* **EXERCISE DETAILS**: If a line in the entries contains the word "created", list it.

* **DATA TO EXAMINE**:

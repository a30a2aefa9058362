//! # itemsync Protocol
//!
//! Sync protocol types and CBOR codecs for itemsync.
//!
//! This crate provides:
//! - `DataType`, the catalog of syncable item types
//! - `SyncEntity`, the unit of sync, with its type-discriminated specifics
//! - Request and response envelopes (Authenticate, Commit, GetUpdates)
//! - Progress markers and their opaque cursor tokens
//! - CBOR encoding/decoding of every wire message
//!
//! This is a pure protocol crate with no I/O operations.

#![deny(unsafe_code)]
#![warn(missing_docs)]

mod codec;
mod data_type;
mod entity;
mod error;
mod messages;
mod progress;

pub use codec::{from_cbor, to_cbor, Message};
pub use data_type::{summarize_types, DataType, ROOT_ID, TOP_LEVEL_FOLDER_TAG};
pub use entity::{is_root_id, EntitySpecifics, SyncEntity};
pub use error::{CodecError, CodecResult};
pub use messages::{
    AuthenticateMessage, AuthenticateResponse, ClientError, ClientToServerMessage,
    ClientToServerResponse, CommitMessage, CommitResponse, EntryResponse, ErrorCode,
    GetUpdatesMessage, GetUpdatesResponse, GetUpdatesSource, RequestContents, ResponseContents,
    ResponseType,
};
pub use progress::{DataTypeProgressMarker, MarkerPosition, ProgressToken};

==

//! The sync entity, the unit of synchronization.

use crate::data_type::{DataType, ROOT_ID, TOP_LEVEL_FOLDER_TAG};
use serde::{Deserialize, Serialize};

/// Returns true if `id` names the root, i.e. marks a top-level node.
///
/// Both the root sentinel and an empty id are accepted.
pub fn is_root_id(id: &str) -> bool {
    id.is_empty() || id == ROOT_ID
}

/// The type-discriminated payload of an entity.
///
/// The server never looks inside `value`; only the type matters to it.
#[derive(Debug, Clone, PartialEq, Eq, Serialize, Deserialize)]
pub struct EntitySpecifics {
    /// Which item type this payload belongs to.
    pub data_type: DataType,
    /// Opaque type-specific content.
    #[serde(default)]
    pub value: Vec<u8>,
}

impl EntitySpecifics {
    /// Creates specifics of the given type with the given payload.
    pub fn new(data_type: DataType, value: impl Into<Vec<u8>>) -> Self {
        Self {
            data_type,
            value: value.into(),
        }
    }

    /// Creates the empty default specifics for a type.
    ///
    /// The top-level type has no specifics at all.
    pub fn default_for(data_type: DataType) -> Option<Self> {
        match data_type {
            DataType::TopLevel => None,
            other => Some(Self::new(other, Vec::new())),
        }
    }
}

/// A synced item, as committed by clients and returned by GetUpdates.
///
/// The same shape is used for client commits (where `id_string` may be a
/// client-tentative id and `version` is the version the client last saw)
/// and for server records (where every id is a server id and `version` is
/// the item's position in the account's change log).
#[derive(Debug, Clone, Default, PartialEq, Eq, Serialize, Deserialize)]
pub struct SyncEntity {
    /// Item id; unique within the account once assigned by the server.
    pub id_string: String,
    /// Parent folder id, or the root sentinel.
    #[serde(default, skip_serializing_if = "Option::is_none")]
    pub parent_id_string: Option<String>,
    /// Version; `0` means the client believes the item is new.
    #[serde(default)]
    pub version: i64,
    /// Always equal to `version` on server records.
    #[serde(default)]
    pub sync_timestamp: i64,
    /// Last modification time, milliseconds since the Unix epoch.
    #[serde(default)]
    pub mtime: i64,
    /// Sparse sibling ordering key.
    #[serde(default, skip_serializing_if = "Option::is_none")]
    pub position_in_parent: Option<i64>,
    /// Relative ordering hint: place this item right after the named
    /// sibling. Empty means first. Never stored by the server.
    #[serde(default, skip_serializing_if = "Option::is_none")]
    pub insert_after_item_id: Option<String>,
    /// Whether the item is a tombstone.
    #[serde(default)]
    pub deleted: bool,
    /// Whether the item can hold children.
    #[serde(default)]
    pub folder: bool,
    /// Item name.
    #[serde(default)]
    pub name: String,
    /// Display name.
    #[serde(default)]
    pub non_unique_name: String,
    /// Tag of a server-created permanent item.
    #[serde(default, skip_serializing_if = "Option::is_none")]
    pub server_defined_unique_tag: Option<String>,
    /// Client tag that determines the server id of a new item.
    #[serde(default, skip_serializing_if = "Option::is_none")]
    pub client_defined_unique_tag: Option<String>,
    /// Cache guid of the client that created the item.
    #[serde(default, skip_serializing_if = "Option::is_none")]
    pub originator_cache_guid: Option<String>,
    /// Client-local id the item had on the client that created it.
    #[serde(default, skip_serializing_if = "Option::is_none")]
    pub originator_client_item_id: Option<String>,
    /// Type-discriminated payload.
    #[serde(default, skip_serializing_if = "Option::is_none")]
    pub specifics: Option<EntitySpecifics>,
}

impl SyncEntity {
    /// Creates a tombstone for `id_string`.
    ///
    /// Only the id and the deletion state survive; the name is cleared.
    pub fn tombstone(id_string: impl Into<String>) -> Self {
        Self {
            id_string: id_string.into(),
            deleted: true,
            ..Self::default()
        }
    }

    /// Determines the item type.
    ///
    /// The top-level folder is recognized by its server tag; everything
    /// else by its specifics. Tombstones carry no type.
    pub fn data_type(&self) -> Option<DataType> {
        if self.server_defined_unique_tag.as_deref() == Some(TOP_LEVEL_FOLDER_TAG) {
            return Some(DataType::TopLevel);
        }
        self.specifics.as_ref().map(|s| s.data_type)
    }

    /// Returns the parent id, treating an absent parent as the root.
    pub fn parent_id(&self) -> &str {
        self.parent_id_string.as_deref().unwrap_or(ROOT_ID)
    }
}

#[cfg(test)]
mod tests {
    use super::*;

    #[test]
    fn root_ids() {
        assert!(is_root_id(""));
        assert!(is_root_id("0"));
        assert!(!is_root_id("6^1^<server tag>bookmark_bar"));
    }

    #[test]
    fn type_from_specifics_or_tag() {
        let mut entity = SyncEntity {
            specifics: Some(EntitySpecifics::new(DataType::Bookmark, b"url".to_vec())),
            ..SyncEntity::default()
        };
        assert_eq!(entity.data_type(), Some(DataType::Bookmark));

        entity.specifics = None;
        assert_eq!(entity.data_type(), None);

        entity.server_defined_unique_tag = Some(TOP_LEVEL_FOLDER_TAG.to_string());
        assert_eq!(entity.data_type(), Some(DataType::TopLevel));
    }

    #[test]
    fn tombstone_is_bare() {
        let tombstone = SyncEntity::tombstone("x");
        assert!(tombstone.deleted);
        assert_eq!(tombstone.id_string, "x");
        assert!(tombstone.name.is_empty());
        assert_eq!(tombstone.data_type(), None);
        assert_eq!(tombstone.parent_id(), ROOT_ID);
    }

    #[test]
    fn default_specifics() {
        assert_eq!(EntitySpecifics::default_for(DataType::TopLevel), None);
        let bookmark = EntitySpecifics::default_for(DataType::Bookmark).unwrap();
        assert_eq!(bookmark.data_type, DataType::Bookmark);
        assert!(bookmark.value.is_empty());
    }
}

* **EXERCISE RESULT**:
    /// Tag of a server-created permanent item.
    /// Cache guid of the client that created the item.
    /// Client-local id the item had on the client that created it.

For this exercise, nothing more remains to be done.